Freeh owes this lucrative contract to one man in the Estonian government—Finance Minister Martin Helme, the chairman of Estonia’s far-right Conservative People’s Party, known by its acronym EKRE. In 2013 Helme appeared on a domestic talk show and professed his desire for Estonia to remain a “white country,” saying with respect to its minuscule refugee population, “If you're Black, go back.” Upon being sworn in for his seat in Estonian parliament in May 2019, Helme and his father Mart Helme, a former Estonian ambassador to Russia and until this month chairman of EKRE, flashed the O.K. hand symbol, a gesture now commonly associated with white supremacists, during his swearing-in ceremony.

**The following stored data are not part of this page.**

//! Test fixtures and data generators.

use chrono::{DateTime, NaiveDate, TimeZone, Utc};
use gateway::RawValues;
use monitor_core::{Boundary, IndexType, Parcel, ParcelId, RawObservation};

/// Small square field.
pub fn square_boundary() -> Boundary {
    Boundary::new(vec![
        [5.10, 52.10],
        [5.10, 52.11],
        [5.11, 52.11],
        [5.11, 52.10],
        [5.10, 52.10],
    ])
}

/// Active daily NDVI parcel.
pub fn parcel(name: &str) -> Parcel {
    Parcel::new(name, square_boundary())
}

pub fn date(y: i32, m: u32, d: u32) -> NaiveDate {
    NaiveDate::from_ymd_opt(y, m, d).unwrap()
}

pub fn at(y: i32, m: u32, d: u32, h: u32) -> DateTime<Utc> {
    Utc.with_ymd_and_hms(y, m, d, h, 0, 0).unwrap()
}

/// Provider response whose valid pixels average to `mean`, with a masked
/// pixel and an out-of-range pixel mixed in.
pub fn values(mean: f64) -> RawValues {
    let mut pixels = Vec::with_capacity(18);
    for i in 0..8 {
        let offset = 0.01 * f64::from(i % 2) * 2.0 - 0.01;
        pixels.push(mean + offset);
        pixels.push(mean - offset);
    }
    pixels.push(f64::NAN);
    pixels.push(9.0);
    RawValues::new(pixels)
}

/// Daily means alternating between 0.66 and 0.64 for `days` days.
pub fn steady_means(start: NaiveDate, days: u32) -> Vec<(NaiveDate, f64)> {
    start
        .iter_days()
        .take(days as usize)
        .enumerate()
        .map(|(i, d)| (d, if i % 2 == 0 { 0.66 } else { 0.64 }))
        .collect()
}

pub fn observation(
    parcel_id: ParcelId,
    acquisition_date: NaiveDate,
    mean: f64,
    fetched_at: DateTime<Utc>,
) -> RawObservation {
    RawObservation {
        parcel_id,
        index_type: IndexType::Ndvi,
        acquisition_date,
        mean,
        min: mean - 0.05,
        max: mean + 0.05,
        std_dev: 0.02,
        valid_pixel_count: 64,
        fetched_at,
    }
}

Estonia’s President Kersti Kaljulaid walked out of that event, prompting Helme to refer to her as an “emotionally heated woman.” 

The Prevezon case as a whole has resembled an ouroboros of contradictory political motives and revenue sources.

A spokesperson for the Estonian Ministry of Finance said that selecting Freeh and his law firm was “left to the competence of” Helme alone, although it would not have consented to a contract with Freeh and his law firm had it determined there was any conflict of interest.

“In coordination with representatives of the Government of Estonia, I conducted the appropriate due diligence in connection with [Freeh, Sporkin & Sullivan] being engaged by” that government “and did not find any conflict which prevented that representation,” Eugene Sullivan, Freeh’s co-managing partner, wrote in a statement to The Daily Beast.

Yet the Prevezon case as a whole has resembled an ouroboros of contradictory political motives and revenue sources.

The original law firm for Prevezon, BakerHostetler, was disqualified from acting as counsel by the Second Circuit Court of Appeals owing to attorney John Moscow’s prior work for Hermitage Capital Management, the London-based investment company which Sergei Magnitsky represented and whose corporate assets were used to perpetrate the $230 million tax heist. Nevertheless, BakerHostetler, as Veselnitskaya’s leaked email cache showed, continued to work on the Prevezon matter and even helped draft the settlement agreement with the Southern District, in contravention of the court disqualification.

Another party to Prevezon’s defense was Fusion GPS, the Washington, D.C.-based strategic intelligence firm which commissioned former MI6 officer Christopher Steele to compile his now notorious “dossier” on the Trump campaign’s alleged ties to the Russian government—even while Fusion GPS was working with Veseltnitskaya, who now stands accused of having acted as an agent of that government.

Louis Freeh’s prior interventions into the murky world of overseas consulting have also led to near-satirical contradictions.

A major target in Rudolph Giuliani’s ongoing campaign to portray Joe Biden as corrupt has been the former vice president’s son Hunter, whose lucrative position on the board of Burisma, a Ukrainian gas company, coincided with his father’s demand for greater anti-corruption reforms by Kyiv. (There is no evidence that Biden used his office to curry favor for his son; the Ukrainian prosecutor whose sacking Biden had called for failed to investigate Burisma, among other suspect companies, for its business practices.) Yet one of Hunter Biden’s previous clients was Gabriel Popoviciu, the same disgraced Romanian-American real estate magnate Giuliani wound up representing. How did he wind up doing so? Because, according to The New York Times, Hunter Biden enlisted Freeh’s help in defending Popoviciu in 2016, which led directly to Giuliani’s retainer.